[Beowulf] Hadoop
Gerry Creager
gerry.creager at tamu.edu
Fri Jan 2 04:30:16 PST 2009
Gus Correa wrote:
> Hello Beowulfers
>
> (This thread should be renamed "Matlab and Octave".)
>
> Matlab is the "lingua franca" for computing among students and young
> scientists,
> at least in Earth Sciences (solid earth, atmosphere/oceans/climate,
> geochemistry, etc), as I observe it here.
> A number of our students come from Physics, Chemistry, Biology, etc,
> hence the trend is probably more widespread.
> Some can get by graduate school even with Excel only.
Hrmph. I know of one "numerical analysis" class taught in Excel. I've
more confidence in Matlab for that, but that's an aside.
Do me a favor and say "Hey!" to Rob Arko, please.
> As others observed on this thread, Matlab is a great prototyping tool,
> which makes it very attractive.
> Integrated environment, with GUI, editor, online help,
> programming examples and tips, and instant visualization of results,
> is yet another high point of Matlab.
> For most people this type of environment is not only convenient,
> but also addictive.
> I like Octave, the command line is virtually identical to Matlab,
> but couldn't get all these GUI-sh bells and whistles to work in Octave.
> Because of this dependence, our Observatory has a Matlab site license.
I've long suspected that the GUI is the opiate of choice in these cases.
Especially when one thinks in terms of the reluctant... or
untrained... programmer.
> Moreover, several top numerical models in oceans and climate depend
> heavily on Matlab scripts for post-processing and data analysis.
There's also lots of work going on in ATMO, including radar analysis.
However, it's my opinion, having been involved with the products of a
radar class that was taught here (the prof left for other pursuits) that
he did the kids a disservice by making things easier with Matlab: They
knew which scripts and building blocks to use, but had little concept of
the signal analysis they'd invoked, nor of the underlying
science/engineering of their code or of a doppler radar system.
> This may be the case in other areas too.

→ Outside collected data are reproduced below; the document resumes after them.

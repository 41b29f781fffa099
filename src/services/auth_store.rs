//! Auth store - session tokens and the signed-in user
//!
//! Tokens go through the client's [`TokenStore`], so every other store
//! picks up a login or logout on its next request.

use chrono::Utc;
use secrecy::ExposeSecret;
use serde::Deserialize;
use serde_json::{Value, json};
use tokio::sync::RwLock;

use crate::domain::{ClientResult, StoreError, StoreResult};
use crate::infrastructure::client::ApiClient;
use crate::infrastructure::tokens::{AuthTokens, TokenError, TokenStore};
use crate::models::{ChangePasswordForm, LoginForm, PasswordResetConfirm, User};
use crate::utils::validation::{Validate, ValidationErrors};

const LOGIN_PATH: &str = "auth/login";
const REFRESH_PATH: &str = "auth/token/refresh";
const LOGOUT_PATH: &str = "auth/logout";
const PROFILE_PATH: &str = "auth/profile";
const CHANGE_PASSWORD_PATH: &str = "auth/change-password";
const PASSWORD_RESET_PATH: &str = "auth/password-reset";
const PASSWORD_RESET_CONFIRM_PATH: &str = "auth/password-reset/confirm";

#[derive(Debug, Deserialize)]
struct LoginResponse {
    access: String,
    #[serde(default)]
    refresh: Option<String>,
    #[serde(default)]
    user: Option<User>,
}

#[derive(Debug, Deserialize)]
struct RefreshResponse {
    access: String,
    /// Only present when the server rotates refresh tokens
    #[serde(default)]
    refresh: Option<String>,
}

#[derive(Default)]
struct AuthState {
    user: Option<User>,
    pending: usize,
    error: Option<String>,
}

pub struct AuthStore {
    client: ApiClient,
    state: RwLock<AuthState>,
}

fn storage_error(e: TokenError) -> StoreError {
    StoreError::Storage(e.to_string())
}

impl AuthStore {
    pub fn new(client: ApiClient) -> Self {
        Self {
            client,
            state: RwLock::new(AuthState::default()),
        }
    }

    fn tokens(&self) -> &dyn TokenStore {
        self.client.tokens().as_ref()
    }

    /// Runs a request with loading/error bookkeeping
    async fn track<T>(&self, call: impl Future<Output = ClientResult<T>>) -> StoreResult<T> {
        {
            let mut state = self.state.write().await;
            state.pending += 1;
            state.error = None;
        }
        let result = call.await;
        let mut state = self.state.write().await;
        state.pending = state.pending.saturating_sub(1);
        if let Err(e) = &result {
            state.error = Some(e.to_string());
        }
        result.map_err(StoreError::from)
    }

    // --- Session ---

    pub async fn login(&self, form: &LoginForm) -> StoreResult<User> {
        form.validate()?;
        let response: LoginResponse = self.track(self.client.post(LOGIN_PATH, form)).await?;

        self.tokens()
            .save(&AuthTokens::new(response.access, response.refresh))
            .map_err(storage_error)?;

        let user = match response.user {
            Some(user) => user,
            None => self.track(self.client.get(PROFILE_PATH, &[])).await?,
        };
        tracing::info!("Signed in as {}", user.username);
        self.state.write().await.user = Some(user.clone());
        Ok(user)
    }

    /// Trade the refresh token for a new access token
    pub async fn refresh(&self) -> StoreResult<()> {
        let Some(current) = self.tokens().load() else {
            return Err(StoreError::InvalidState("Not signed in".to_string()));
        };
        let Some(refresh) = current.refresh.as_ref() else {
            return Err(StoreError::InvalidState(
                "No refresh token available".to_string(),
            ));
        };
        let refresh = refresh.expose_secret().to_string();

        let response: RefreshResponse = self
            .track(
                self.client
                    .post(REFRESH_PATH, &json!({ "refresh": refresh })),
            )
            .await?;

        let tokens = AuthTokens::new(response.access, Some(response.refresh.unwrap_or(refresh)));
        self.tokens().save(&tokens).map_err(storage_error)?;
        tracing::debug!("Access token refreshed");
        Ok(())
    }

    /// Sign out. Local tokens are dropped even when the server call fails.
    pub async fn logout(&self) -> StoreResult<()> {
        if let Some(tokens) = self.tokens().load() {
            let body = match tokens.refresh.as_ref() {
                Some(refresh) => json!({ "refresh": refresh.expose_secret() }),
                None => json!({}),
            };
            if let Err(e) = self.client.post::<Value, _>(LOGOUT_PATH, &body).await {
                tracing::warn!("Server logout failed, clearing local session anyway: {}", e);
            }
        }

        self.tokens().clear().map_err(storage_error)?;
        let mut state = self.state.write().await;
        state.user = None;
        state.error = None;
        tracing::info!("Signed out");
        Ok(())
    }

    /// Access token present and not expired
    pub fn is_authenticated(&self) -> bool {
        self.tokens()
            .load()
            .is_some_and(|t| t.is_access_live(Utc::now().timestamp()))
    }

    // --- Profile ---

    pub async fn load_profile(&self) -> StoreResult<User> {
        let user: User = self.track(self.client.get(PROFILE_PATH, &[])).await?;
        self.state.write().await.user = Some(user.clone());
        Ok(user)
    }

    pub async fn update_profile(&self, user: &User) -> StoreResult<User> {
        user.validate()?;
        let user: User = self.track(self.client.patch(PROFILE_PATH, user)).await?;
        self.state.write().await.user = Some(user.clone());
        Ok(user)
    }

    pub async fn current_user(&self) -> Option<User> {
        self.state.read().await.user.clone()
    }

    // --- Passwords ---

    pub async fn change_password(&self, form: &ChangePasswordForm) -> StoreResult<()> {
        form.validate()?;
        let _: Value = self
            .track(self.client.post(CHANGE_PASSWORD_PATH, form))
            .await?;
        tracing::info!("Password changed");
        Ok(())
    }

    /// Ask the server to mail a reset link
    pub async fn request_password_reset(&self, email: &str) -> StoreResult<()> {
        let mut errors = ValidationErrors::new();
        errors.require_email("email", email);
        errors.into_result()?;

        let _: Value = self
            .track(
                self.client
                    .post(PASSWORD_RESET_PATH, &json!({ "email": email.trim() })),
            )
            .await?;
        Ok(())
    }

    pub async fn confirm_password_reset(&self, form: &PasswordResetConfirm) -> StoreResult<()> {
        form.validate()?;
        let _: Value = self
            .track(self.client.post(PASSWORD_RESET_CONFIRM_PATH, form))
            .await?;
        Ok(())
    }

    // --- State ---

    pub async fn is_loading(&self) -> bool {
        self.state.read().await.pending > 0
    }

    pub async fn error(&self) -> Option<String> {
        self.state.read().await.error.clone()
    }
}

> For instance, not long ago I saw several job ads for Matlab programmers in
> the Princeton Plasma Physics Lab.
> As Matlab scripts and tasks get bigger and bigger, the positive feedback
> created the need and market for parallel versions of Matlab.
>
> In many cases Matlab is the only programming environment that
> science and engineering students came across with.
> It is introduced on Linear Algebra, Numerical Analysis, Signal Processing,
> and other classes, and it sticks, it settles down.
> As James, Gerry and others observed,
> a lot of people only need to do prototyping anyway: proof of concept,
> one-time calculations of modest size,
> and for this Matlab works very well.
>
> Matlab's cavalier approach to memory management -
> or perhaps the inadvertent cavalier approach to Matlab by naive users -
> may be the main cause for the scaling problems.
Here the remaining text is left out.